The university, the brainchild of late President Bingu wa Mutharika, will also offer programs in traditional medicine.

It will have four schools: the Malawi Institute of Technology, the Ndata School of Climate and Earth Sciences, the Academy of Medical Sciences and the African School of Science and Culture, the latter of which is still under construction.

Mutharika described the university as a “milestone” in Malawi’s quest to promote education as a means of enhancing macroeconomic growth and development.

“The Malawi government realizes that there is a direct link between international competitiveness and invention on one hand and innovation and technology development on the other,” Mutharika said at the inauguration ceremony.

“In fact, globally, it is recognized that science and technology plays a critical role in transforming the lives of people in society… there is no country in the world that has developed or is rapidly developing without applying the principles and practices of science and technology,” he added.

He said the new university would put great responsibility on the staff and students to prove to the nation that investment in science and technology education can make a difference.

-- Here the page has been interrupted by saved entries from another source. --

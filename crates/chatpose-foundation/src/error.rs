/// Rejected configuration value.
///
/// Configuration is the only fallible input of the interaction layer; pointer
/// streams and geometry are always accepted and handled best-effort.
#[derive(Debug, Clone, PartialEq)]
pub enum ConfigError {
    /// A distance, threshold or duration that must be strictly positive.
    NonPositive { field: &'static str, value: f32 },
    /// A margin or spacing that must not be negative.
    Negative { field: &'static str, value: f32 },
    /// The swipe direction ratio must exceed 1 so diagonals favour scrolling.
    DirectionRatioTooSmall { ratio: f32 },
    /// A multiplier that must be at least 1.
    RatioBelowOne { field: &'static str, value: f32 },
}

impl std::fmt::Display for ConfigError {
    fn fmt(&self, f: &mut std::fmt::Formatter<'_>) -> std::fmt::Result {
        match self {
            ConfigError::NonPositive { field, value } => {
                write!(f, "{field} must be positive, got {value}")
            }
            ConfigError::Negative { field, value } => {
                write!(f, "{field} must not be negative, got {value}")
            }
            ConfigError::DirectionRatioTooSmall { ratio } => {
                write!(f, "swipe direction ratio must be greater than 1, got {ratio}")
            }
            ConfigError::RatioBelowOne { field, value } => {
                write!(f, "{field} must be at least 1, got {value}")
            }
        }
    }
}

impl std::error::Error for ConfigError {}

/// Checks that `value` is strictly positive.
pub fn ensure_positive(field: &'static str, value: f32) -> Result<(), ConfigError> {
    // NaN fails this check too.
    if value > 0.0 {
        Ok(())
    } else {
        Err(ConfigError::NonPositive { field, value })
    }
}

/// Checks that `value` is zero or greater.
pub fn ensure_non_negative(field: &'static str, value: f32) -> Result<(), ConfigError> {
    if value >= 0.0 {
        Ok(())
    } else {
        Err(ConfigError::Negative { field, value })
    }
}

“The industry has a critical role to play if this university is to make a positive mark on the country,” the Malawi leader urged.

Education Minister Emmanuel Fabiano described the new university as an institution that would offer hope for the future and development of Malawi.

“It has taken Malawi 33 years to have a second university. But within a couple of years we have managed to establish another two universities,” said Fabiano.

The new university brings to four the number of the country’s public universities.

“Investment in youth education is the best thing this government can do to make their future bright,” Fabiano said.

China, which has fully funded construction of the university with a loan worth $89 million (roughly 31 billion Malawi kwacha), lauded the friendship between Malawi and China and the great results it had produced.

“Today we see the friendship between Malawi and China has produced results. On behalf of the People’s Republic of China, that people [with whom] our friendship started seven years ago, together we have achieved great things,” Chinese Ambassador Zhang Qinqyang said.

“We expect [Chinese] teachers and scholars to be at the university soon to teach. It is the responsibility of all of us to protect the reputation of this great institution,” the ambassador said.